• **Data under study**
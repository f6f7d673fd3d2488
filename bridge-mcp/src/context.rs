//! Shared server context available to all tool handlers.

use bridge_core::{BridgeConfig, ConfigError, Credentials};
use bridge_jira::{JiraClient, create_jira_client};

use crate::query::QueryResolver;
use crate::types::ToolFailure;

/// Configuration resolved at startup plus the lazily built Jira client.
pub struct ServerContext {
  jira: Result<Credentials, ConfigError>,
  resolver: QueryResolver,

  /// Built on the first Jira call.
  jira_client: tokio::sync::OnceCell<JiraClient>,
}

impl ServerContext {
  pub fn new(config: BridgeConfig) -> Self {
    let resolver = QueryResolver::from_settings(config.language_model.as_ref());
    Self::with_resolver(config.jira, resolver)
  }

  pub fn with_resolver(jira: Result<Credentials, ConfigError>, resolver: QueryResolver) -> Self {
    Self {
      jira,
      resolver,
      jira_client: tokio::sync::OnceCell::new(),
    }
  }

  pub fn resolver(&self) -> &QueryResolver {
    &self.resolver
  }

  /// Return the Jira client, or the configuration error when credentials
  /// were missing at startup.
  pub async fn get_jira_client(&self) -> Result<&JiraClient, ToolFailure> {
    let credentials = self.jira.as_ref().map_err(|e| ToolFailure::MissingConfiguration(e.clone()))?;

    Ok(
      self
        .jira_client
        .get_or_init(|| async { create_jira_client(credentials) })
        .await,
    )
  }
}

* * *

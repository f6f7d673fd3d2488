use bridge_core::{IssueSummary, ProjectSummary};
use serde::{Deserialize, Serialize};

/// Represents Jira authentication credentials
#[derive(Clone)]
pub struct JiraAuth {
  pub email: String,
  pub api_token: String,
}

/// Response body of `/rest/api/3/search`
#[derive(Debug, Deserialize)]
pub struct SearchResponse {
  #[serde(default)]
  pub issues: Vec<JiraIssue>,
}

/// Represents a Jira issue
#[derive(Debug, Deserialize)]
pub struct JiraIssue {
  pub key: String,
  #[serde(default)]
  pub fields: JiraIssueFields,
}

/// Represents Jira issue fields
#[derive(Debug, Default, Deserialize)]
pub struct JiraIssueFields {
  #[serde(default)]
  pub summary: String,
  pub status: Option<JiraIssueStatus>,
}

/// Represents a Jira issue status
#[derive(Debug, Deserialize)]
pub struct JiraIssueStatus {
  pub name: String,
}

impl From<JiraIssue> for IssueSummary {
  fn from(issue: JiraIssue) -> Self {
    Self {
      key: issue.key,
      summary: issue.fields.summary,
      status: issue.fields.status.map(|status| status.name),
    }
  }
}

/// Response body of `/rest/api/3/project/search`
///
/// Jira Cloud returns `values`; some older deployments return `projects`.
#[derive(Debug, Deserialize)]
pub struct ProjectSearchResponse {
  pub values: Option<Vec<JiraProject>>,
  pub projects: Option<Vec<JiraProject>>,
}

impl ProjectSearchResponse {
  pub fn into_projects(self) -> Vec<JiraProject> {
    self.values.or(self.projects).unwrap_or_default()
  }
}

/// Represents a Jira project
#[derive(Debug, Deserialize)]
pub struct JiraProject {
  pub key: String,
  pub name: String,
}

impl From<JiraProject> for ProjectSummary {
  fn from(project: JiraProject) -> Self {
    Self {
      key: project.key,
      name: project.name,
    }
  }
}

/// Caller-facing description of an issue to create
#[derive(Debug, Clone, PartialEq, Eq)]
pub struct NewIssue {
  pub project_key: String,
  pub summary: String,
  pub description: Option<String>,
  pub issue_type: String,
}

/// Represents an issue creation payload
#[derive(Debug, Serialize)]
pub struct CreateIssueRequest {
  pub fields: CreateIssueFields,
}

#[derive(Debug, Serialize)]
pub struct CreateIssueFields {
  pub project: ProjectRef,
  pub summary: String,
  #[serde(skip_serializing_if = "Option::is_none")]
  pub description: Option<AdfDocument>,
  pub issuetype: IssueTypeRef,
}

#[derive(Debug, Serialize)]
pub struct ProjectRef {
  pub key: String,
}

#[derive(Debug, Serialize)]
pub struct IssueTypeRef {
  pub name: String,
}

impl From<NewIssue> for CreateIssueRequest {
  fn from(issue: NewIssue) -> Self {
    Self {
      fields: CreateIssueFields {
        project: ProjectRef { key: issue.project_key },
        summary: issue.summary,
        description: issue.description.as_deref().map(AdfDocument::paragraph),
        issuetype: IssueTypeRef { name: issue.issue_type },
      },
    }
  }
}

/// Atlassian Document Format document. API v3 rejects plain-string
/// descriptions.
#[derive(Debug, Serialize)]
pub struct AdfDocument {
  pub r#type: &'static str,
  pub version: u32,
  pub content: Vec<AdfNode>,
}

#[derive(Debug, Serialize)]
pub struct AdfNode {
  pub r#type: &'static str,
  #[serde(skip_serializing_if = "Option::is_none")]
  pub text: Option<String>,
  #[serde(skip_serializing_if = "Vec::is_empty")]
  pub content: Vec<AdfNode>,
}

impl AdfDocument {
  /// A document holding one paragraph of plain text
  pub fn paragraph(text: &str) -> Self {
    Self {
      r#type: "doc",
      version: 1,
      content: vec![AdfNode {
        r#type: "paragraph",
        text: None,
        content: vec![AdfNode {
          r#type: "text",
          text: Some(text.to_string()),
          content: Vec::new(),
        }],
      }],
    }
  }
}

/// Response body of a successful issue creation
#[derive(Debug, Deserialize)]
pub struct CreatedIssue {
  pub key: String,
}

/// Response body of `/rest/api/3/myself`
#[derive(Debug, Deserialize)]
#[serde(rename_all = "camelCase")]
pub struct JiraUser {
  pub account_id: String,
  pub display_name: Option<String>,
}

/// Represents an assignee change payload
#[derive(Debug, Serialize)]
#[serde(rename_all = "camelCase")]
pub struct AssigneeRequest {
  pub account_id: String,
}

* * *

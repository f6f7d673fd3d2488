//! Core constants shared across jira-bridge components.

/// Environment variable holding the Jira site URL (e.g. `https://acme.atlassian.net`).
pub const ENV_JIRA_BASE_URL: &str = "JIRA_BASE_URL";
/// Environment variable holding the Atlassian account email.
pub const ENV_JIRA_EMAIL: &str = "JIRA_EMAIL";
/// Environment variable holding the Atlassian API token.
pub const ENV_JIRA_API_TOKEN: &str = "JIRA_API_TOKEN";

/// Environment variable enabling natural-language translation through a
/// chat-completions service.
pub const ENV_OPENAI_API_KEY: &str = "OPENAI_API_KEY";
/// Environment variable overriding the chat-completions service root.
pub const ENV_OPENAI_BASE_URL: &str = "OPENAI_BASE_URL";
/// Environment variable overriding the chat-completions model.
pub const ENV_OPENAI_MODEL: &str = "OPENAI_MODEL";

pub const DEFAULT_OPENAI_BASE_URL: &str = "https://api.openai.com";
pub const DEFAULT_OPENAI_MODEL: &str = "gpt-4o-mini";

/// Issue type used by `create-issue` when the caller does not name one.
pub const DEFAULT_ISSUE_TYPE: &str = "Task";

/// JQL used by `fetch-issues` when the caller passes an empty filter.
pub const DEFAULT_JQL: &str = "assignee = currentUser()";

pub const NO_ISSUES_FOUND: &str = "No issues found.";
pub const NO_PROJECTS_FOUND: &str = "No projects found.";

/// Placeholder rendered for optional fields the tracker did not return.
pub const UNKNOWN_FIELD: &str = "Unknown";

• **Try it**
Where the word "CreateIssueFields" occurs in a line of the entries above, count that line, and reply with the total only.

• **Task result**
3